In article <dewar.874664808@merv>, Robert Dewar <dewar@merv.cs.nyu.edu> wrote:
>...but by one pass scheme I would
>mean a scheme that operates as follows.
>
>There is a canonical traversal of the operator tree which visits nodes
>one by one and assigns types to each node at the time they are visited.

Well said.  That's what I was *trying* to say.

>Any other definition of one pass is unuseful. For example, the more flexible
>definition would lead one to consider all compilers one pass because they
>only look at the source once, and from then on they are dealing with
>auxiliary data structures -- not a useful definition.

Well, I suppose in the bad old days, a "pass" in a compiler had
something to do with reading a representation of the source program from
the disk, and writing back a different representation.  I agree this is
not a useful way to look at it.  (I recall using a Pascal compiler that
required me to remove the "pass 1" floppy, and insert the "pass 2"
floppy, for each compile.)

>Note that in Algol-68, which uses operand type overloading only, there is
>indeed a one pass algorithm in the sense I define it above.

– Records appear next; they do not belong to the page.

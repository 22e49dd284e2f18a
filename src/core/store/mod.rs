//! # Store Module
//!
//! Persists the accumulated image results as JSON.
//!
//! The saved file is both the deliverable of a normal run and the
//! input of a dry run. Store failures are logged and non-fatal: the
//! run still reports its in-memory results.

use crate::core::normalize::normalize_score;
use crate::core::ImageResult;
use crate::error::StoreError;
use std::fs;
use std::path::Path;
use tracing::{info, warn};

/// Serialize results to `path`, overwriting any previous file.
///
/// Tag scores are re-expressed through the normalizer at save time so
/// the persisted file always carries 3-decimal scores with negligible
/// tags dropped.
pub fn save(results: &[ImageResult], path: &Path) -> Result<(), StoreError> {
    let normalized: Vec<ImageResult> = results
        .iter()
        .map(|result| {
            let mut result = result.clone();
            result.tags = result
                .tags
                .iter()
                .filter_map(|(tag, score)| {
                    normalize_score(*score).map(|s| (tag.clone(), s))
                })
                .collect();
            result
        })
        .collect();

    let json = serde_json::to_string_pretty(&normalized).map_err(|e| StoreError::WriteFailed {
        path: path.to_path_buf(),
        reason: e.to_string(),
    })?;

    fs::write(path, json).map_err(|e| StoreError::WriteFailed {
        path: path.to_path_buf(),
        reason: e.to_string(),
    })?;

    info!(path = %path.display(), count = results.len(), "Saved results");
    Ok(())
}

/// Load previously saved results.
///
/// Any read or parse failure yields an empty list with a warning, so a
/// dry run over a bad file degrades to a no-op instead of aborting.
pub fn load(path: &Path) -> Vec<ImageResult> {
    let contents = match fs::read_to_string(path) {
        Ok(c) => c,
        Err(e) => {
            warn!(path = %path.display(), error = %e, "Could not read results file");
            return Vec::new();
        }
    };

    match serde_json::from_str(&contents) {
        Ok(results) => results,
        Err(e) => {
            warn!(path = %path.display(), error = %e, "Could not parse results file");
            Vec::new()
        }
    }
}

Could you briefly explain the Algol 68 rule?  Better yet, tell me where
I can get my hands on the manual!  I've read stuff *about* Algol 68, but
I want to read the actual language definition (which, I understand, is
rather tough going).

I believe C++ overloading is also one pass.  As is Red.  Strangely, Red
allows overloading of enumeration literals, but not function results.
So actually, there's sort of a mini second pass needed in the case of
literals, but I'm not sure I'd call that a "pass", since it just goes
down one level in the tree.

One-pass overload resolution seems really horrible to me.  It requires
kludgery, in C++, where you have to write the type of a numeric literal
as part of the literal (as in 0L, for the literal zero of type long).
Imagine how that would work in a language with user-defined numeric
types.  Or user-defined string types, or just 2 built in string types,
as in Ada 95.

- Bob